Getting Beyond Gridlock: The New President and the New Congress

November 08, 1992|By STEVEN V. ROBERTS

With 110 new House members, and at least 11 new senators, the Congress that convenes in January will be a very different body than the one that left in October.

Established Democratic leaders, and the new Democratic president, will be faced with urgent and uncomfortable demands that Congress clean up its own house by ending the gridlock that has paralyzed all attempts to deal with the nation's persistent economic problems.

But these newcomers could turn out to be bridge-builders, rather than bomb-throwers. Many have gained experience serving in lower elective office and indicate a strong desire to end the bitter partisan wrangling that has marked the Bush years.

Practically every new lawmaker is coming to town with the same priority -- fix the economy -- but they differ on emphasis. Democrats stress enacting a jobs program while Republicans focus on deficit reduction, and reconciling these two aims will be a major task for the leaders.

As there is little money available to make a real impact on the debt, President-elect Bill Clinton and his Capitol Hill lieutenants will have to rely on symbolism. So expect pressures to rise behind two constitutional changes: one requiring a balanced budget every year, the other giving the president a line-item veto.

Moreover, many challengers ran on a platform of term limits for congressmen, but that idea might look less appealing once these outsiders get to Washington and become incumbents.

The new lawmakers will also be demanding changes in the way Congress does business: fewer perks, more streamlined scheduling, less reliance on fat-cat contributions to finance campaigns. Democratic leaders have already moved to end some of the worst abuses, such as closing the scandal-tainted House bank, charging fees for medical care, appointing a non-partisan administrator to handle financial affairs.

The new Congress will be far more representative of the $H American people -- more women, more blacks, more Hispanics. Mr. Clinton will try to make some early and visible gestures to these groups, such as signing a parental-leave bill, lifting the gag rule barring abortion counseling at family planning clinics and appointing women and minorities to vacant judgeships.

But the economy has to remain the focus of the new administration. In fact, the Clinton camp intends to follow the example set by Ronald Reagan, of all people: Stick to a few clear, compelling priorities, win some big victories quickly and not fritter away capital, or momentum, on fringe issues.

That will not be easy. Dozens of special interest groups are already pushing pet proposals in Congress that have languished for 12 years -- from publicly subsidized abortions and enhanced affirmative action programs to a striker replacement ban.

Mr. Clinton's success in dealing with Congress will depend heavily on qualities he displayed during the campaign: discipline and determination. As political scientist Thomas Mann notes: "Clinton ran as a new Democrat. The question is, will he govern as a new Democrat?"

That means, adds Mr. Mann, a willingness to "make enemies in his own party on Capitol Hill," such as the National Education Association and its supporters, while reaching out to moderate Republicans in a bipartisan coalition. In fact, I suspect Clinton will be looking for the legislative equivalent of Sister Souljah, a chance to show he can stand up to traditional Democratic interest groups.

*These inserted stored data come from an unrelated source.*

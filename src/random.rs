//! Randomness shared by all operators.
//!
//! Operators never touch a generator directly; they draw through the
//! [`RandomSource`] capability, which keeps them deterministic under a
//! seeded source in tests and unbiased in production.
//!
//! # Process-wide source
//!
//! [`with_thread_source`] hands out a generator that lives for the whole
//! thread. It is seeded once from OS entropy on first use and is never
//! reseeded afterwards, so calls issued back-to-back draw from one
//! continuous stream instead of restarting from clock-derived seeds.
//! Each thread owns its own instance, which serialises access without a lock.

use rand::rngs::StdRng;
use rand::{Rng, RngCore, SeedableRng};
use std::cell::RefCell;

/// Uniform randomness used by the operators.
pub trait RandomSource {
    /// Uniform float in `[0, 1)`.
    fn uniform_unit(&mut self) -> f64;

    /// Uniform integer in `[min, max]`, inclusive on both ends.
    ///
    /// # Panics
    /// Panics if `min > max`.
    fn uniform_int(&mut self, min: usize, max: usize) -> usize;
}

impl<S: RandomSource + ?Sized> RandomSource for &mut S {
    fn uniform_unit(&mut self) -> f64 {
        (**self).uniform_unit()
    }

    fn uniform_int(&mut self, min: usize, max: usize) -> usize {
        (**self).uniform_int(min, max)
    }
}

/// [`RandomSource`] backed by any `rand` generator.
#[derive(Debug, Clone)]
pub struct RngSource<R> {
    rng: R,
}

impl<R: RngCore> RngSource<R> {
    /// Wraps a generator.
    pub fn new(rng: R) -> Self {
        Self { rng }
    }

    /// Returns the wrapped generator.
    pub fn into_inner(self) -> R {
        self.rng
    }
}

impl<R: RngCore> RandomSource for RngSource<R> {
    fn uniform_unit(&mut self) -> f64 {
        self.rng.random::<f64>()
    }

    /// Rejection sampling over the full `u64` output.
    ///
    /// Raw draws at or above the largest multiple of the range width are
    /// discarded and redrawn, so every value in `[min, max]` is equally likely.
    fn uniform_int(&mut self, min: usize, max: usize) -> usize {
        assert!(min <= max, "uniform_int: min ({min}) > max ({max})");

        let span = (max - min) as u64;
        let Some(width) = span.checked_add(1) else {
            // [min, max] covers every u64 value, so min is 0.
            return self.rng.next_u64() as usize;
        };

        // 2^64 mod width values at the top of the range would be over-represented.
        let rejected = (u64::MAX % width + 1) % width;
        let limit = u64::MAX - rejected;
        loop {
            let raw = self.rng.next_u64();
            if raw <= limit {
                return min + (raw % width) as usize;
            }
        }
    }
}

/// Creates a deterministic generator from a seed.
pub fn create_rng(seed: u64) -> StdRng {
    StdRng::seed_from_u64(seed)
}

/// Creates a deterministic [`RandomSource`] from a seed.
pub fn seeded_source(seed: u64) -> RngSource<StdRng> {
    RngSource::new(create_rng(seed))
}

/// Creates a [`RandomSource`] seeded from OS entropy.
pub fn entropy_source() -> RngSource<StdRng> {
    RngSource::new(StdRng::from_os_rng())
}

thread_local! {
    static THREAD_SOURCE: RefCell<RngSource<StdRng>> = RefCell::new(entropy_source());
}

/// Runs `f` with this thread's long-lived source.
///
/// # Panics
/// Panics if called re-entrantly from inside `f`.
pub fn with_thread_source<T>(f: impl FnOnce(&mut RngSource<StdRng>) -> T) -> T {
    THREAD_SOURCE.with(|cell| f(&mut cell.borrow_mut()))
}

/// Draws `count` distinct integers uniformly from `[min, max]`.
///
/// Values are returned in draw order. Duplicates are redrawn, which keeps
/// every `count`-subset equally likely.
///
/// # Panics
/// Panics if `min > max` or `count` exceeds the size of the range.
pub fn sample_distinct<S: RandomSource + ?Sized>(
    source: &mut S,
    min: usize,
    max: usize,
    count: usize,
) -> Vec<usize> {
    assert!(min <= max, "sample_distinct: min ({min}) > max ({max})");
    assert!(
        count == 0 || count - 1 <= max - min,
        "sample_distinct: cannot draw {count} distinct values from [{min}, {max}]"
    );

    let mut drawn = Vec::with_capacity(count);
    while drawn.len() < count {
        let candidate = source.uniform_int(min, max);
        if !drawn.contains(&candidate) {
            drawn.push(candidate);
        }
    }
    drawn
}
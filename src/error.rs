//! Error type shared by all operators.

use log::warn;
use thiserror::Error;

/// Errors raised by the genetic operators.
///
/// Every operator validates its inputs before drawing any randomness or
/// allocating output, so an error never comes with a partial result.
#[derive(Debug, Clone, PartialEq, Eq, Error)]
pub enum GenopsError {
    /// A parameter or input shape violates an operator precondition.
    #[error("invalid argument: {0}")]
    InvalidArgument(String),
}

impl GenopsError {
    /// Builds an [`InvalidArgument`](Self::InvalidArgument) and logs it.
    pub(crate) fn invalid(msg: impl Into<String>) -> Self {
        let msg = msg.into();
        warn!("{msg}");
        GenopsError::InvalidArgument(msg)
    }
}

/// Result alias used throughout the crate.
pub type Result<T> = std::result::Result<T, GenopsError>;
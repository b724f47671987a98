#![allow(dead_code)]

//! Test components and helpers shared by the graph integration tests.

use std::collections::BTreeMap;
use std::time::Duration;

use rivulet_graph::Network;
use rivulet_port::{Channel, Component, InPort, OutPort, Port, async_trait};

/// Upper bound for any single wait in these tests.
pub const TIMEOUT: Duration = Duration::from_secs(5);

/// Drain `channel` until it closes.
pub async fn collect<T: Send + 'static>(channel: &Channel<T>) -> Vec<T> {
  let mut values = Vec::new();
  loop {
    match tokio::time::timeout(TIMEOUT, channel.recv()).await {
      Ok(Some(value)) => values.push(value),
      Ok(None) => return values,
      Err(_) => panic!("channel did not close; received {} values", values.len()),
    }
  }
}

/// Forwards every packet from `In` to `Out`.
pub struct Echo<T> {
  pub input: InPort<T>,
  pub output: OutPort<T>,
}

impl<T: Send + 'static> Echo<T> {
  pub fn new() -> Self {
    Self {
      input: InPort::new(),
      output: OutPort::new(),
    }
  }
}

#[async_trait]
impl<T: Send + 'static> Component for Echo<T> {
  fn port(&mut self, name: &str, _key: &str) -> Option<&mut dyn Port> {
    match name {
      "In" => Some(&mut self.input),
      "Out" => Some(&mut self.output),
      _ => None,
    }
  }

  async fn run(self: Box<Self>) {
    while let Some(value) = self.input.recv().await {
      let _ = self.output.send(value).await;
    }
  }
}

/// Sends a fixed list of values, optionally pausing before each one.
pub struct Generator {
  pub values: Vec<i32>,
  pub delay: Option<Duration>,
  pub output: OutPort<i32>,
}

impl Generator {
  pub fn new(values: Vec<i32>) -> Self {
    Self {
      values,
      delay: None,
      output: OutPort::new(),
    }
  }

  pub fn slow(values: Vec<i32>, delay: Duration) -> Self {
    Self {
      delay: Some(delay),
      ..Self::new(values)
    }
  }
}

#[async_trait]
impl Component for Generator {
  fn port(&mut self, name: &str, _key: &str) -> Option<&mut dyn Port> {
    match name {
      "Out" => Some(&mut self.output),
      _ => None,
    }
  }

  async fn run(self: Box<Self>) {
    for value in self.values.iter().copied() {
      if let Some(delay) = self.delay {
        tokio::time::sleep(delay).await;
      }
      let _ = self.output.send(value).await;
    }
  }
}

/// Emits the last word once per the last count, whenever either changes.
pub struct Repeater {
  pub word: InPort<String>,
  pub times: InPort<i64>,
  pub words: OutPort<String>,
}

impl Repeater {
  pub fn new() -> Self {
    Self {
      word: InPort::new(),
      times: InPort::new(),
      words: OutPort::new(),
    }
  }
}

#[async_trait]
impl Component for Repeater {
  fn port(&mut self, name: &str, _key: &str) -> Option<&mut dyn Port> {
    match name {
      "Word" => Some(&mut self.word),
      "Times" => Some(&mut self.times),
      "Words" => Some(&mut self.words),
      _ => None,
    }
  }

  async fn run(self: Box<Self>) {
    let mut word = String::new();
    let mut times = 0i64;
    let mut word_open = true;
    let mut times_open = true;

    while word_open || times_open {
      tokio::select! {
        next = self.word.recv(), if word_open => match next {
          Some(w) => word = w,
          None => {
            word_open = false;
            continue;
          }
        },
        next = self.times.recv(), if times_open => match next {
          Some(t) => times = t,
          None => {
            times_open = false;
            continue;
          }
        },
      }

      if word.is_empty() {
        continue;
      }
      for _ in 0..times {
        let _ = self.words.send(word.clone()).await;
      }
    }
  }
}

/// Broadcasts every packet to each keyed outport `Out[key]`.
pub struct Splitter {
  pub input: InPort<i32>,
  pub outputs: BTreeMap<String, OutPort<i32>>,
}

impl Splitter {
  pub fn new() -> Self {
    Self {
      input: InPort::new(),
      outputs: BTreeMap::new(),
    }
  }
}

#[async_trait]
impl Component for Splitter {
  fn port(&mut self, name: &str, key: &str) -> Option<&mut dyn Port> {
    match name {
      "In" => Some(&mut self.input),
      "Out" if !key.is_empty() => Some(self.outputs.entry(key.to_string()).or_default()),
      _ => None,
    }
  }

  async fn run(self: Box<Self>) {
    while let Some(value) = self.input.recv().await {
      for output in self.outputs.values() {
        let _ = output.send(value).await;
      }
    }
  }
}

/// A component that manages its own channels.
pub struct Sealed {
  pub input: InPort<i32>,
}

#[async_trait]
impl Component for Sealed {
  fn port(&mut self, name: &str, _key: &str) -> Option<&mut dyn Port> {
    match name {
      "In" => Some(&mut self.input),
      _ => None,
    }
  }

  fn is_settable(&self) -> bool {
    false
  }

  async fn run(self: Box<Self>) {}
}

/// Sends one value, then panics.
pub struct Panicker {
  pub output: OutPort<i32>,
}

#[async_trait]
impl Component for Panicker {
  fn port(&mut self, name: &str, _key: &str) -> Option<&mut dyn Port> {
    match name {
      "Out" => Some(&mut self.output),
      _ => None,
    }
  }

  async fn run(self: Box<Self>) {
    let _ = self.output.send(1).await;
    panic!("component failure");
  }
}

/// `In -> e1 -> e2 -> Out`.
pub fn double_echo<T: Send + 'static>() -> Network {
  let mut net = Network::default();
  net.add("e1", Echo::<T>::new()).unwrap();
  net.add("e2", Echo::<T>::new()).unwrap();
  net.connect("e1", "Out", "e2", "In").unwrap();
  net.map_in_port("In", "e1", "In").unwrap();
  net.map_out_port("Out", "e2", "Out").unwrap();
  net
}
//! Port endpoints.
//!
//! An endpoint is a named, directional slot on a component that holds at
//! most one channel. The wiring engine only sees endpoints through the
//! type-erased [`Port`] trait; components use the typed [`InPort`] and
//! [`OutPort`].

use std::any::TypeId;
use std::fmt;

use tracing::trace;

use crate::channel::{AnyChannel, Channel};
use crate::error::{BindError, SendError};

/// Direction an endpoint moves data in.
#[derive(Debug, Clone, Copy, PartialEq, Eq, Hash)]
pub enum Direction {
  Send,
  Receive,
  /// Either way; used by boundary ports that are not bound yet.
  Bidirectional,
}

impl Direction {
  /// Whether an endpoint of this direction can serve as `required`.
  pub fn permits(self, required: Direction) -> bool {
    self == required || self == Direction::Bidirectional
  }
}

impl fmt::Display for Direction {
  fn fmt(&self, f: &mut fmt::Formatter<'_>) -> fmt::Result {
    f.write_str(match self {
      Direction::Send => "send-only",
      Direction::Receive => "receive-only",
      Direction::Bidirectional => "bidirectional",
    })
  }
}

/// Element type tag of a port or channel.
#[derive(Debug, Clone, Copy)]
pub struct ElementType {
  id: TypeId,
  name: &'static str,
}

impl ElementType {
  pub fn of<T: 'static>() -> Self {
    Self {
      id: TypeId::of::<T>(),
      name: std::any::type_name::<T>(),
    }
  }

  pub fn name(&self) -> &'static str {
    self.name
  }
}

impl PartialEq for ElementType {
  fn eq(&self, other: &Self) -> bool {
    self.id == other.id
  }
}

impl Eq for ElementType {}

impl fmt::Display for ElementType {
  fn fmt(&self, f: &mut fmt::Formatter<'_>) -> fmt::Result {
    f.write_str(self.name)
  }
}

/// Type-erased endpoint capability consumed by the wiring engine.
pub trait Port: Send {
  fn direction(&self) -> Direction;

  fn element_type(&self) -> ElementType;

  /// The channel currently bound to this endpoint, if any.
  fn channel(&self) -> Option<AnyChannel>;

  /// Whether the endpoint can still take part in wiring.
  fn is_bindable(&self) -> bool {
    true
  }

  /// Allocate a channel of this endpoint's element type.
  fn make_channel(&self, capacity: usize) -> AnyChannel;

  /// Attach `channel` to this endpoint.
  fn bind(&mut self, channel: &AnyChannel) -> Result<(), BindError>;
}

fn typed<T: Send + 'static>(channel: &AnyChannel) -> Result<Channel<T>, BindError> {
  channel.downcast::<T>().ok_or(BindError::TypeMismatch {
    expected: ElementType::of::<T>(),
    actual: channel.element_type(),
  })
}

/// Receive-only endpoint.
pub struct InPort<T> {
  channel: Option<Channel<T>>,
}

impl<T> Default for InPort<T> {
  fn default() -> Self {
    Self { channel: None }
  }
}

impl<T: Send + 'static> InPort<T> {
  pub fn new() -> Self {
    Self::default()
  }

  pub fn is_connected(&self) -> bool {
    self.channel.is_some()
  }

  /// Receive the next value. Returns `None` when the port is unbound or its
  /// channel is closed and drained.
  pub async fn recv(&self) -> Option<T> {
    match &self.channel {
      Some(channel) => channel.recv().await,
      None => None,
    }
  }
}

impl<T: Send + 'static> Port for InPort<T> {
  fn direction(&self) -> Direction {
    Direction::Receive
  }

  fn element_type(&self) -> ElementType {
    ElementType::of::<T>()
  }

  fn channel(&self) -> Option<AnyChannel> {
    self.channel.as_ref().map(Channel::erase)
  }

  fn make_channel(&self, capacity: usize) -> AnyChannel {
    Channel::<T>::new(capacity).erase()
  }

  fn bind(&mut self, channel: &AnyChannel) -> Result<(), BindError> {
    if self.channel.is_some() {
      return Err(BindError::AlreadyBound);
    }
    self.channel = Some(typed::<T>(channel)?);
    Ok(())
  }
}

/// Send-only endpoint.
///
/// Closing the port, explicitly or by dropping it, releases its share of
/// the channel; the last sender to release performs the real close.
pub struct OutPort<T> {
  channel: Option<Channel<T>>,
  closed: bool,
}

impl<T> Default for OutPort<T> {
  fn default() -> Self {
    Self {
      channel: None,
      closed: false,
    }
  }
}

impl<T> OutPort<T> {
  /// Release this endpoint. Safe to call more than once.
  pub fn close(&mut self) {
    self.closed = true;
    let Some(channel) = self.channel.take() else {
      return;
    };
    if channel.senders().release() {
      let closed = channel.close();
      trace!(channel = %channel.id(), closed, "last_sender_released");
    }
  }
}

impl<T: Send + 'static> OutPort<T> {
  pub fn new() -> Self {
    Self::default()
  }

  pub fn is_connected(&self) -> bool {
    self.channel.is_some()
  }

  pub fn is_closed(&self) -> bool {
    self.closed
  }

  /// Send a value downstream. Fails, handing the value back, when the port
  /// is unbound or closed.
  pub async fn send(&self, value: T) -> Result<(), SendError<T>> {
    match &self.channel {
      Some(channel) => channel.send(value).await,
      None => Err(SendError(value)),
    }
  }
}

impl<T> Drop for OutPort<T> {
  fn drop(&mut self) {
    self.close();
  }
}

impl<T: Send + 'static> Port for OutPort<T> {
  fn direction(&self) -> Direction {
    Direction::Send
  }

  fn element_type(&self) -> ElementType {
    ElementType::of::<T>()
  }

  fn channel(&self) -> Option<AnyChannel> {
    self.channel.as_ref().map(Channel::erase)
  }

  fn is_bindable(&self) -> bool {
    !self.closed
  }

  fn make_channel(&self, capacity: usize) -> AnyChannel {
    Channel::<T>::new(capacity).erase()
  }

  fn bind(&mut self, channel: &AnyChannel) -> Result<(), BindError> {
    if self.closed {
      return Err(BindError::Closed);
    }
    if self.channel.is_some() {
      return Err(BindError::AlreadyBound);
    }
    self.channel = Some(typed::<T>(channel)?);
    Ok(())
  }
}
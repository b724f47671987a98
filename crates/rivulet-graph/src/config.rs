use serde::{Deserialize, Serialize};

/// Network settings.
#[derive(Debug, Clone, Default, PartialEq, Eq, Serialize, Deserialize)]
#[serde(default)]
pub struct NetworkConfig {
  /// Capacity of channels created by `connect` and by IIP delivery.
  /// Zero means unbuffered.
  pub buffer_size: usize,
}
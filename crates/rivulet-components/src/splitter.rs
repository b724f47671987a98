use std::collections::BTreeMap;

use rivulet_port::{Component, InPort, OutPort, Port, async_trait};
use serde_json::Value;

/// Copies every packet from `In` to each keyed outport `Out[key]`.
///
/// Outports are created on first lookup, so any key may be wired.
#[derive(Default)]
pub struct Splitter {
  input: InPort<Value>,
  outputs: BTreeMap<String, OutPort<Value>>,
}

impl Splitter {
  pub fn new() -> Self {
    Self::default()
  }
}

#[async_trait]
impl Component for Splitter {
  fn port(&mut self, name: &str, key: &str) -> Option<&mut dyn Port> {
    match name {
      "In" => Some(&mut self.input),
      "Out" if !key.is_empty() => Some(self.outputs.entry(key.to_string()).or_default()),
      _ => None,
    }
  }

  async fn run(self: Box<Self>) {
    while let Some(packet) = self.input.recv().await {
      for output in self.outputs.values() {
        let _ = output.send(packet.clone()).await;
      }
    }
  }
}
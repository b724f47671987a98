//! FBP protocol adapter.
//!
//! Translates protocol [`Message`]s into graph-building and network-start
//! calls. Transport is left to the caller.

mod error;
mod message;
mod payload;
mod runtime;

pub use error::ProtocolError;
pub use message::Message;
pub use payload::RuntimeInfo;
pub use runtime::Runtime;
use std::fmt;

use crate::port::ElementType;

/// The channel was closed before the value could be sent. The value is
/// handed back.
pub struct SendError<T>(pub T);

impl<T> fmt::Debug for SendError<T> {
  fn fmt(&self, f: &mut fmt::Formatter<'_>) -> fmt::Result {
    f.write_str("SendError(..)")
  }
}

impl<T> fmt::Display for SendError<T> {
  fn fmt(&self, f: &mut fmt::Formatter<'_>) -> fmt::Result {
    f.write_str("channel closed")
  }
}

impl<T> std::error::Error for SendError<T> {}

/// Failure of a non-blocking send.
pub enum TrySendError<T> {
  /// The queue has no free slot right now.
  Full(T),
  /// The channel no longer accepts values.
  Closed(T),
}

impl<T> fmt::Debug for TrySendError<T> {
  fn fmt(&self, f: &mut fmt::Formatter<'_>) -> fmt::Result {
    match self {
      Self::Full(_) => f.write_str("Full(..)"),
      Self::Closed(_) => f.write_str("Closed(..)"),
    }
  }
}

impl<T> fmt::Display for TrySendError<T> {
  fn fmt(&self, f: &mut fmt::Formatter<'_>) -> fmt::Result {
    match self {
      Self::Full(_) => f.write_str("channel full"),
      Self::Closed(_) => f.write_str("channel closed"),
    }
  }
}

impl<T> std::error::Error for TrySendError<T> {}

/// Errors raised when a channel cannot be bound to a port endpoint.
#[derive(Debug, thiserror::Error)]
pub enum BindError {
  /// The channel carries a different element type than the port.
  #[error("element type mismatch: port carries {expected}, channel carries {actual}")]
  TypeMismatch {
    expected: ElementType,
    actual: ElementType,
  },

  /// The port already holds a channel.
  #[error("port is already bound")]
  AlreadyBound,

  /// The port was closed and cannot be bound again.
  #[error("port is closed")]
  Closed,
}
use thiserror::Error;

/// Errors that can occur when working with a component registry.
#[derive(Debug, Error)]
pub enum RegistryError {
  /// No constructor is registered under the name.
  #[error("component type not found: {name}")]
  TypeNotFound { name: String },

  /// A constructor is already registered under the name.
  #[error("component type already registered: {name}")]
  DuplicateName { name: String },

  /// The registry holds as many types as it is configured for.
  #[error("registry is full ({capacity} types)")]
  RegistryFull { capacity: usize },
}
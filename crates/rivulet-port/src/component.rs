use async_trait::async_trait;

use crate::port::Port;

/// A self-contained unit of work with named ports.
///
/// The wiring engine binds channels through [`Component::port`] before the
/// network starts, then hands the component to the scheduler, which calls
/// [`Component::run`] once.
#[async_trait]
pub trait Component: Send + 'static {
  /// Resolve the endpoint named `name`. `key` is the bracketed index of a
  /// keyed port and is empty otherwise.
  fn port(&mut self, name: &str, key: &str) -> Option<&mut dyn Port>;

  /// Whether the engine may bind channels to this component's ports.
  fn is_settable(&self) -> bool {
    true
  }

  /// Run until the component has nothing left to do. The component is
  /// consumed, so every endpoint it owns is released when this returns.
  async fn run(self: Box<Self>);
}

If Bill Clinton has much to learn from Ronald Reagan's successes, he can also learn from Jimmy Carter's failures. Mr. Carter came to town with a chip on his shoulder the size of a sequoia, and surrounded himself with inbred Georgians who shared his distaste for the compromise and conciliation that makes life possible in the capital.

Mr. Clinton is much better connected to Washington and has more understanding of the legislative process, and, if he reaches out to Congress, I think he will find that many of the new lawmakers would much rather shake his hand than toss him a grenade. After all, the 110 new congresspersons must face the voters again in 1994, two years before Mr. Clinton's term is up.

Steven Roberts, who has covered Congress, is a senior writer at U.S. News and World Report. He wrote this analysis for Newsday.